Black Beauty re-united talent from 1968’s Oliver, with Mark Lester as Joe, the upstart urchin who is Black Beauty’s first owner, and a score from Lionel Bart, who composed the hit songs in the Dickensian adaptation. The great Chris Menges handles the camera, and the production itself is fairly lavish, with location shoots in Spain and Ireland. The supporting cast includes British tv staple Patrick Mower, and some effort is made to be faithful to the spirit if not the letter of the original text.
The story is boy-meets-horse, boy loses horse, boy is reunited with horse; it’s War Horse, but with a lot less war. Pretty much all of Black Beauty’s owners are horrid, and the mis-treatment of animals is very much to the fore. At one point, Black Beauty even goes full-on Charles Bronson and kills his owner, and in the context of the film, that seems justified. Less acceptable is a military adventure; ‘Let’s have a crack at those w**s!’ exclaims one character in a racist line that may startle today’s audience, with some justification.

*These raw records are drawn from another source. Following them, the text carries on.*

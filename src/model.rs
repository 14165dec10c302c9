use chrono::{DateTime, Utc};
use serde::{Deserialize, Serialize};

pub type LinkId = String;
pub type CandidateId = String;

/// One routable endpoint as captured on the link when it was authored.
#[derive(Debug, Serialize, Deserialize, Clone, PartialEq, Eq)]
pub struct CandidateRef {
    pub candidate_id: CandidateId,
    pub display_name: String,
    pub priority: i64, // lower is tried first
    pub external_ref: String,
}

/// Candidates in priority order. Only built through `from_authored`, which
/// performs the one and only sort, so selection is a plain scan.
#[derive(Debug, Serialize, Deserialize, Clone, Default, PartialEq, Eq)]
#[serde(from = "Vec<CandidateRef>", into = "Vec<CandidateRef>")]
pub struct CandidateList(Vec<CandidateRef>);

impl CandidateList {
    pub fn from_authored(mut candidates: Vec<CandidateRef>) -> Self {
        // sort_by_key is stable: equal priorities keep their authored order
        candidates.sort_by_key(|c| c.priority);
        Self(candidates)
    }

    pub fn as_slice(&self) -> &[CandidateRef] {
        &self.0
    }

    pub fn ids(&self) -> Vec<CandidateId> {
        self.0.iter().map(|c| c.candidate_id.clone()).collect()
    }

    pub fn get(&self, candidate_id: &str) -> Option<&CandidateRef> {
        self.0.iter().find(|c| c.candidate_id == candidate_id)
    }

    pub fn is_empty(&self) -> bool {
        self.0.is_empty()
    }
}

impl From<Vec<CandidateRef>> for CandidateList {
    fn from(v: Vec<CandidateRef>) -> Self {
        Self::from_authored(v)
    }
}

impl From<CandidateList> for Vec<CandidateRef> {
    fn from(l: CandidateList) -> Self {
        l.0
    }
}

#[derive(Debug, Serialize, Deserialize, Clone, PartialEq, Eq)]
pub struct RedirectLink {
    pub id: LinkId,
    pub slug: String,
    pub candidates: CandidateList,
    pub active: bool,
    pub total_clicks: u64,
}

/// Occupancy as last reported by the store. `occupancy` may run past
/// `capacity` while the external system catches up.
#[derive(Debug, Serialize, Deserialize, Clone, Copy, PartialEq, Eq)]
pub struct CandidateLiveState {
    pub occupancy: i64,
    pub capacity: i64,
}

impl CandidateLiveState {
    pub fn has_room(&self) -> bool {
        self.capacity > 0 && self.occupancy < self.capacity
    }
}

#[derive(Debug, Serialize, Deserialize, Clone, Copy, PartialEq, Eq)]
#[serde(rename_all = "lowercase")]
pub enum Outcome {
    Allocated,
    Exhausted,
}

impl Outcome {
    pub fn as_str(&self) -> &'static str {
        match self {
            Outcome::Allocated => "allocated",
            Outcome::Exhausted => "exhausted",
        }
    }
}

#[derive(Debug, Serialize, Deserialize, Clone, PartialEq, Eq)]
pub struct AllocationEvent {
    pub event_id: String,
    pub link_id: LinkId,
    pub chosen_candidate_id: Option<CandidateId>,
    pub timestamp: DateTime<Utc>,
    #[serde(default)]
    pub requester_fingerprint: Option<String>,
    pub outcome: Outcome,
}

impl AllocationEvent {
    pub fn new(
        link_id: &str,
        chosen: Option<&str>,
        requester_fingerprint: Option<String>,
    ) -> Self {
        let outcome = if chosen.is_some() {
            Outcome::Allocated
        } else {
            Outcome::Exhausted
        };
        Self {
            event_id: uuid::Uuid::new_v4().to_string(),
            link_id: link_id.to_string(),
            chosen_candidate_id: chosen.map(str::to_string),
            timestamp: Utc::now(),
            requester_fingerprint,
            outcome,
        }
    }
}

/// Per-request metadata the HTTP layer extracts before resolving.
#[derive(Debug, Clone, Default)]
pub struct RequestMeta {
    pub source_ip: Option<String>,
    pub user_agent: Option<String>,
}

#[derive(Debug, Clone, PartialEq, Eq)]
pub enum AllocationResult {
    Allocated {
        destination: String,
        candidate_id: CandidateId,
    },
    Exhausted,
}

#[derive(Debug, Serialize, Deserialize, Clone)]
#[serde(rename_all = "camelCase")]
pub struct ResolveResp {
    pub destination: String,
    pub candidate_id: String,
}

#[cfg(test)]
mod tests {
    use super::*;

    fn cand(id: &str, priority: i64) -> CandidateRef {
        CandidateRef {
            candidate_id: id.into(),
            display_name: id.to_uppercase(),
            priority,
            external_ref: format!("code-{id}"),
        }
    }

    #[test]
    fn authored_list_sorts_by_priority_and_keeps_ties_in_order() {
        let list = CandidateList::from_authored(vec![
            cand("c", 2),
            cand("a", 1),
            cand("d", 2),
            cand("b", 1),
        ]);
        let ids: Vec<_> = list.as_slice().iter().map(|c| c.candidate_id.as_str()).collect();
        assert_eq!(ids, ["a", "b", "c", "d"]);
    }

    #[test]
    fn zero_or_negative_capacity_is_full() {
        assert!(!CandidateLiveState { occupancy: 0, capacity: 0 }.has_room());
        assert!(!CandidateLiveState { occupancy: -3, capacity: -1 }.has_room());
        assert!(!CandidateLiveState { occupancy: 12, capacity: 10 }.has_room());
        assert!(CandidateLiveState { occupancy: 9, capacity: 10 }.has_room());
    }

    #[test]
    fn event_outcome_follows_choice() {
        let e = AllocationEvent::new("l1", Some("g2"), None);
        assert_eq!(e.outcome, Outcome::Allocated);
        let e = AllocationEvent::new("l1", None, Some("fp".into()));
        assert_eq!(e.outcome, Outcome::Exhausted);
        assert_eq!(e.chosen_candidate_id, None);
    }

    #[test]
    fn resolve_resp_uses_camel_case() {
        let v = serde_json::to_value(ResolveResp {
            destination: "https://x.test/a".into(),
            candidate_id: "g1".into(),
        })
        .unwrap();
        assert_eq!(v["candidateId"], "g1");
    }
}
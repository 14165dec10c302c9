use std::collections::HashMap;
use std::sync::Arc;

use aws_config::BehaviorVersion;
use aws_sdk_dynamodb as ddb;
use lambda_http::request::RequestContext;
use lambda_http::{Body, Error, Request, RequestExt, Response};
use serde_json::json;

use crate::{
    config::Settings,
    engine::{AllocationEngine, EngineOptions, ResolveError},
    model::{AllocationResult, RequestMeta, ResolveResp},
    store::ddb::{DdbAnalytics, DdbStore},
    util::{json_err, resp_json},
};

#[derive(Clone)]
pub struct Ctx {
    pub engine: AllocationEngine,
    pub retry_after_secs: u64,
}

impl Ctx {
    pub async fn new() -> Result<Self, Error> {
        let settings = Settings::from_env().map_err(|e| Error::from(format!("config: {e}")))?;
        let config = aws_config::load_defaults(BehaviorVersion::latest()).await;
        let client = ddb::Client::new(&config);

        let store = Arc::new(DdbStore::new(client.clone(), &settings));
        let analytics = Arc::new(DdbAnalytics::new(client, &settings));
        let engine = AllocationEngine::new(store, analytics, EngineOptions::from(&settings));
        Ok(Self::with_engine(engine, &settings))
    }

    pub fn with_engine(engine: AllocationEngine, settings: &Settings) -> Self {
        Self {
            engine,
            retry_after_secs: settings.retry_after_secs,
        }
    }
}

pub async fn router(req: Request, ctx: &Ctx) -> Result<Response<Body>, Error> {
    let method = req.method().as_str();
    let path = req.uri().path();

    match (method, path) {
        ("GET", "/healthz") => Ok(resp_json(200, json!({"status": "ok"}))),
        ("GET", "/resolve") => resolve_json(req, ctx).await,
        ("GET", "/") => not_found(),
        ("GET", _) => resolve_redirect(req, ctx).await,
        _ => json_err(405, "method_not_allowed", "Only GET is supported"),
    }
}

async fn resolve_json(req: Request, ctx: &Ctx) -> Result<Response<Body>, Error> {
    let qp = req.uri().query().unwrap_or("");
    let params: HashMap<_, _> = url::form_urlencoded::parse(qp.as_bytes())
        .into_owned()
        .collect();
    let slug = params.get("slug").map(|s| s.trim()).unwrap_or_default();
    if slug.is_empty() {
        return json_err(400, "bad_request", "Missing slug");
    }

    let meta = request_meta(&req);
    match ctx.engine.resolve(slug, &meta).await {
        Ok(AllocationResult::Allocated {
            destination,
            candidate_id,
        }) => {
            let out = ResolveResp {
                destination,
                candidate_id,
            };
            let body = serde_json::to_value(out).map_err(|e| Error::from(e.to_string()))?;
            Ok(resp_json(200, body))
        }
        Ok(AllocationResult::Exhausted) => exhausted(ctx),
        Err(e) => resolve_err(e),
    }
}

async fn resolve_redirect(req: Request, ctx: &Ctx) -> Result<Response<Body>, Error> {
    let raw = req.uri().path().trim_start_matches('/');
    let Ok(slug) = urlencoding::decode(raw) else {
        return not_found();
    };
    if slug.is_empty() || slug.contains('/') {
        return not_found();
    }
    let slug = slug.into_owned();

    let meta = request_meta(&req);
    match ctx.engine.resolve(&slug, &meta).await {
        Ok(AllocationResult::Allocated { destination, .. }) => Response::builder()
            .status(302)
            .header("Location", destination)
            // each hit is a fresh allocation; edges must not replay it
            .header("Cache-Control", "no-store")
            .body(Body::Empty)
            .map_err(|e| Error::from(format!("resp: {e}"))),
        Ok(AllocationResult::Exhausted) => exhausted(ctx),
        Err(e) => resolve_err(e),
    }
}

fn exhausted(ctx: &Ctx) -> Result<Response<Body>, Error> {
    let body = json!({
        "outcome": "exhausted",
        "retry_after_secs": ctx.retry_after_secs,
    });
    Response::builder()
        .status(503)
        .header("content-type", "application/json")
        .header("Cache-Control", "no-store")
        .header("Retry-After", ctx.retry_after_secs.to_string())
        .body(Body::Text(body.to_string()))
        .map_err(|e| Error::from(format!("resp: {e}")))
}

fn resolve_err(e: ResolveError) -> Result<Response<Body>, Error> {
    match e {
        // Same response for both to avoid leaking which slugs exist
        ResolveError::NotFound(_) | ResolveError::Inactive(_) => not_found(),
        ResolveError::StorageUnavailable(_) => {
            json_err(e.status(), "storage_unavailable", "Try again shortly")
        }
    }
}

fn not_found() -> Result<Response<Body>, Error> {
    json_err(404, "not_found", "Slug not found")
}

/// Client address and agent. API Gateway v2 context first, then the
/// leftmost `X-Forwarded-For` hop.
pub(crate) fn request_meta(req: &Request) -> RequestMeta {
    let header = |name: &str| {
        req.headers()
            .get(name)
            .and_then(|h| h.to_str().ok())
            .map(str::trim)
            .filter(|s| !s.is_empty())
            .map(str::to_string)
    };

    let from_ctx = match req.request_context_ref() {
        Some(RequestContext::ApiGatewayV2(c)) => c.http.source_ip.clone(),
        _ => None,
    };
    let source_ip = from_ctx.or_else(|| {
        header("x-forwarded-for").and_then(|v| {
            v.split(',')
                .next()
                .map(str::trim)
                .filter(|s| !s.is_empty())
                .map(str::to_string)
        })
    });

    RequestMeta {
        source_ip,
        user_agent: header("user-agent"),
    }
}

#[cfg(test)]
mod tests {
    use super::*;
    use crate::model::{CandidateList, CandidateRef, RedirectLink};
    use crate::store::memory::{MemoryAnalytics, MemoryStore};

    fn settings() -> Settings {
        Settings::from_lookup(|k| match k {
            "TABLE_LINKS" => Some("links".into()),
            "TABLE_CANDIDATES" => Some("cands".into()),
            "TABLE_EVENTS" => Some("events".into()),
            "DESTINATION_BASE" => Some("https://chat.example.com/".into()),
            "RETRY_AFTER_SECS" => Some("45".into()),
            _ => None,
        })
        .unwrap()
    }

    fn setup() -> (Ctx, Arc<MemoryStore>, Arc<MemoryAnalytics>) {
        let store = Arc::new(MemoryStore::new());
        let analytics = Arc::new(MemoryAnalytics::new());
        let cands = ["g1", "g2"]
            .iter()
            .enumerate()
            .map(|(i, id)| CandidateRef {
                candidate_id: id.to_string(),
                display_name: id.to_string(),
                priority: i as i64 + 1,
                external_ref: format!("inv-{id}"),
            })
            .collect();
        store.put_link(RedirectLink {
            id: "L1".into(),
            slug: "promo".into(),
            candidates: CandidateList::from_authored(cands),
            active: true,
            total_clicks: 0,
        });
        store.put_link(RedirectLink {
            id: "L2".into(),
            slug: "retired".into(),
            candidates: CandidateList::default(),
            active: false,
            total_clicks: 3,
        });
        let s = settings();
        let engine =
            AllocationEngine::new(store.clone(), analytics.clone(), EngineOptions::from(&s));
        (Ctx::with_engine(engine, &s), store, analytics)
    }

    fn put_g1_link(store: &MemoryStore, id: &str, slug: &str) {
        let g1 = CandidateRef {
            candidate_id: "g1".into(),
            display_name: "g1".into(),
            priority: 1,
            external_ref: "inv-g1".into(),
        };
        store.put_link(RedirectLink {
            id: id.into(),
            slug: slug.into(),
            candidates: CandidateList::from_authored(vec![g1]),
            active: true,
            total_clicks: 0,
        });
    }

    fn get(uri: &str) -> Request {
        lambda_http::http::Request::builder()
            .method("GET")
            .uri(uri)
            .header("user-agent", "test-agent")
            .header("x-forwarded-for", "192.0.2.10, 10.0.0.1")
            .body(Body::Empty)
            .unwrap()
    }

    fn body_json(resp: &Response<Body>) -> serde_json::Value {
        match resp.body() {
            Body::Text(s) => serde_json::from_str(s).unwrap(),
            Body::Binary(b) => serde_json::from_slice(b).unwrap(),
            _ => serde_json::Value::Null,
        }
    }

    #[tokio::test]
    async fn resolve_returns_destination() {
        let (ctx, store, analytics) = setup();
        store.set_live("g1", 5, 5);
        store.set_live("g2", 2, 10);

        let resp = router(get("/resolve?slug=promo"), &ctx).await.unwrap();
        assert_eq!(resp.status(), 200);
        let v = body_json(&resp);
        assert_eq!(v["candidateId"], "g2");
        assert_eq!(v["destination"], "https://chat.example.com/inv-g2");
        assert_eq!(analytics.events().len(), 1);
    }

    #[tokio::test]
    async fn exhausted_is_503_with_retry_hint() {
        let (ctx, store, analytics) = setup();
        store.set_live("g1", 5, 5);
        store.set_live("g2", 10, 10);

        let resp = router(get("/resolve?slug=promo"), &ctx).await.unwrap();
        assert_eq!(resp.status(), 503);
        assert_eq!(resp.headers()["Retry-After"], "45");
        assert_eq!(body_json(&resp)["outcome"], "exhausted");
        assert_eq!(analytics.events().len(), 1);
    }

    #[tokio::test]
    async fn unknown_and_inactive_are_indistinguishable() {
        let (ctx, store, analytics) = setup();
        store.set_live("g1", 0, 5);

        let missing = router(get("/resolve?slug=ghost"), &ctx).await.unwrap();
        let retired = router(get("/resolve?slug=retired"), &ctx).await.unwrap();
        assert_eq!(missing.status(), 404);
        assert_eq!(retired.status(), 404);
        assert_eq!(body_json(&missing), body_json(&retired));
        assert!(analytics.events().is_empty());
    }

    #[tokio::test]
    async fn storage_failure_is_502() {
        let (ctx, store, analytics) = setup();
        store.fail_reads(true);
        let resp = router(get("/resolve?slug=promo"), &ctx).await.unwrap();
        assert_eq!(resp.status(), 502);
        assert_eq!(body_json(&resp)["error"], "storage_unavailable");
        assert!(analytics.events().is_empty());
    }

    #[tokio::test]
    async fn missing_slug_is_400() {
        let (ctx, _, analytics) = setup();
        let resp = router(get("/resolve"), &ctx).await.unwrap();
        assert_eq!(resp.status(), 400);
        let resp = router(get("/resolve?slug=%20"), &ctx).await.unwrap();
        assert_eq!(resp.status(), 400);
        assert!(analytics.events().is_empty());
    }

    #[tokio::test]
    async fn path_form_redirects_without_caching() {
        let (ctx, store, _) = setup();
        store.set_live("g1", 0, 5);
        let resp = router(get("/promo"), &ctx).await.unwrap();
        assert_eq!(resp.status(), 302);
        assert_eq!(resp.headers()["Location"], "https://chat.example.com/inv-g1");
        assert_eq!(resp.headers()["Cache-Control"], "no-store");
    }

    #[tokio::test]
    async fn reserved_paths_and_methods() {
        let (ctx, _, _) = setup();
        assert_eq!(router(get("/"), &ctx).await.unwrap().status(), 404);
        assert_eq!(router(get("/v1/links"), &ctx).await.unwrap().status(), 404);
        assert_eq!(router(get("/healthz"), &ctx).await.unwrap().status(), 200);

        let post = lambda_http::http::Request::builder()
            .method("POST")
            .uri("/resolve?slug=promo")
            .body(Body::Empty)
            .unwrap();
        assert_eq!(router(post, &ctx).await.unwrap().status(), 405);
    }

    #[tokio::test]
    async fn fingerprint_uses_first_forwarded_hop() {
        let meta = request_meta(&get("/promo"));
        assert_eq!(meta.source_ip.as_deref(), Some("192.0.2.10"));
        assert_eq!(meta.user_agent.as_deref(), Some("test-agent"));

        let (ctx, store, analytics) = setup();
        store.set_live("g1", 0, 5);
        router(get("/promo"), &ctx).await.unwrap();
        assert!(analytics.events()[0].requester_fingerprint.is_some());
    }

    #[tokio::test]
    async fn top_level_slugs_are_not_reserved() {
        let (ctx, store, _) = setup();
        store.set_live("g1", 0, 5);
        put_g1_link(&store, "L3", "v1");
        assert_eq!(router(get("/v1"), &ctx).await.unwrap().status(), 302);
    }

    #[tokio::test]
    async fn encoded_slugs_resolve_in_both_forms() {
        let (ctx, store, analytics) = setup();
        store.set_live("g1", 0, 5);
        put_g1_link(&store, "L4", "café");

        let resp = router(get("/caf%C3%A9"), &ctx).await.unwrap();
        assert_eq!(resp.status(), 302);
        let resp = router(get("/resolve?slug=caf%C3%A9"), &ctx).await.unwrap();
        assert_eq!(resp.status(), 200);
        assert!(analytics.events().iter().all(|e| e.link_id == "L4"));

        // an encoded separator is still not a slug
        assert_eq!(router(get("/a%2Fb"), &ctx).await.unwrap().status(), 404);
        assert_eq!(router(get("/%FF"), &ctx).await.unwrap().status(), 404);
    }
}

Fist-fighting, pneumonia, military brutality, gypsy con-men, animals killing people; if your kids love these elements, they’ll love this version of Black Beauty. Everyone else will be somewhat stunned by the un-family friendly nature of this venture; we don’t need all life’s rough edges removed for today’s youngsters, but this aggressively downbeat treatment is barely suitable for anyone but sadists, who presumably have better things to do with their time.